To create an integrated chip that will simultaneously detect multiple biological and chemical agents, the researchers need to achieve three major goals:
Adibi is leading the first thrust, which is focused primarily on fabricating the millimeter-square sensing structures and on-chip spectrometers that will enable multiplexing – the detection of multiple agents using the same sensing modules. The sensors will detect changes in the refractive index, Raman emission, fluorescence, absorption spectra and optomechanical properties when a sample that includes specific biological or chemical particles interacts with the sensor coatings. Combining information obtained from the five different sensing modalities will maximize the sensor specificity and minimize its false detection rate, the researchers say.
- Design and fabricate photonic and optomechanical structures to sense differences in a sample’s refractive index, Raman emission, fluorescence, absorption and mass;
- Functionalize the sensor surface with coatings that chemical and biological agents will attach to and create differences that can be detected; and
- Develop the sample preparation method and microfluidic sample delivery device, and connect the device to the coated photonic structure.
“The goal is to achieve very high sensitivity for each modality and investigate the advantages of each modality for different classes of biological and chemical agents in order to develop a clear set of guidelines for combining different modalities to achieve the desired performance for a specific set of agents,” Adibi explained.
MIT chemistry professor Timothy Swager is leading the second part of this project, which aims to design surface coatings that will achieve maximum sensor specificity in detecting multiple biological and chemical agents.
“We plan to develop glycan-based surface coatings to sense biological agents and polymer-based surface coatings to sense chemical agents,” Adibi said.
For the third thrust, which is being led by MIT electrical engineering associate professor Jongyoon Han, the researchers will develop optimal sample preparation and delivery techniques. Their goal is to maximize the biological or chemical particle concentration in the sample and limit detection time to minutes.
“In two years, we hope to have a lab-on-a-chip system that includes all of the sensing modalities with appropriate coatings and microfluidic delivery,” Adibi said. “To show the feasibility of the technology, we plan to demonstrate the high sensitivity and high selectivity of each sensor individually and be able to use at least two of the sensing modalities simultaneously to detect two or three different chemical or biological agents.”

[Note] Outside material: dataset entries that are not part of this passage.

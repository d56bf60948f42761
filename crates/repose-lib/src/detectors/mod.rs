pub mod artifact;
pub mod correction;

pub use artifact::{
    detect_artifacts, detect_artifacts_in, rolling_median, ArtifactFlag, ArtifactKind,
    ArtifactSummary,
};
pub use correction::{correct_artifacts, CorrectedSeries, CorrectionMethod, NaturalCubicSpline};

In addition to those already mentioned, this center also includes Georgia Tech chemistry and biochemistry professor Mostafa El-Sayed, Georgia Tech materials science and engineering professor Kenneth Sandhage, Georgia Tech Nanotechnology Research Center senior research scientist David Gottfried, Emory University biochemistry chair Richard Cummings, University of California — Santa Cruz electrical engineering professor Holger Schmidt, and Yale University electrical engineering associate professor Hong Tang.
For more information, visit: www.gatech.edu
- The transfer of energy from an incident electromagnetic energy field with wavelength or frequency to an atomic or molecular medium.
- The emission of light or other electromagnetic radiation of longer wavelengths by a substance as a result of the absorption of some other radiation of shorter wavelengths, provided the emission continues only as long as the stimulus producing it is maintained. In other words, fluorescence is the luminescence that persists for less than about 10-8 s after excitation.
- The combination of two or more signals for transmission along a single wire, path or carrier. In most optical communication systems this is referred to as wavelength division multiplexing, in which the combination of different signals for transmission are imbedded in multiple wavelengths over a single optical channel. The optical channel is a fiber optic cable or any other standard optical waveguide.
- A material whose molecular structure consists of long chains made up by the repetition of many (usually thousands) of similar groups of atoms.
- 1. A generic term for detector. 2. A complete optical/mechanical/electronic system that contains some form of radiation detector.
- A kind of spectrograph in which some form of detector, other than a photographic film, is used to measure the distribution of radiation in a particular wavelength region.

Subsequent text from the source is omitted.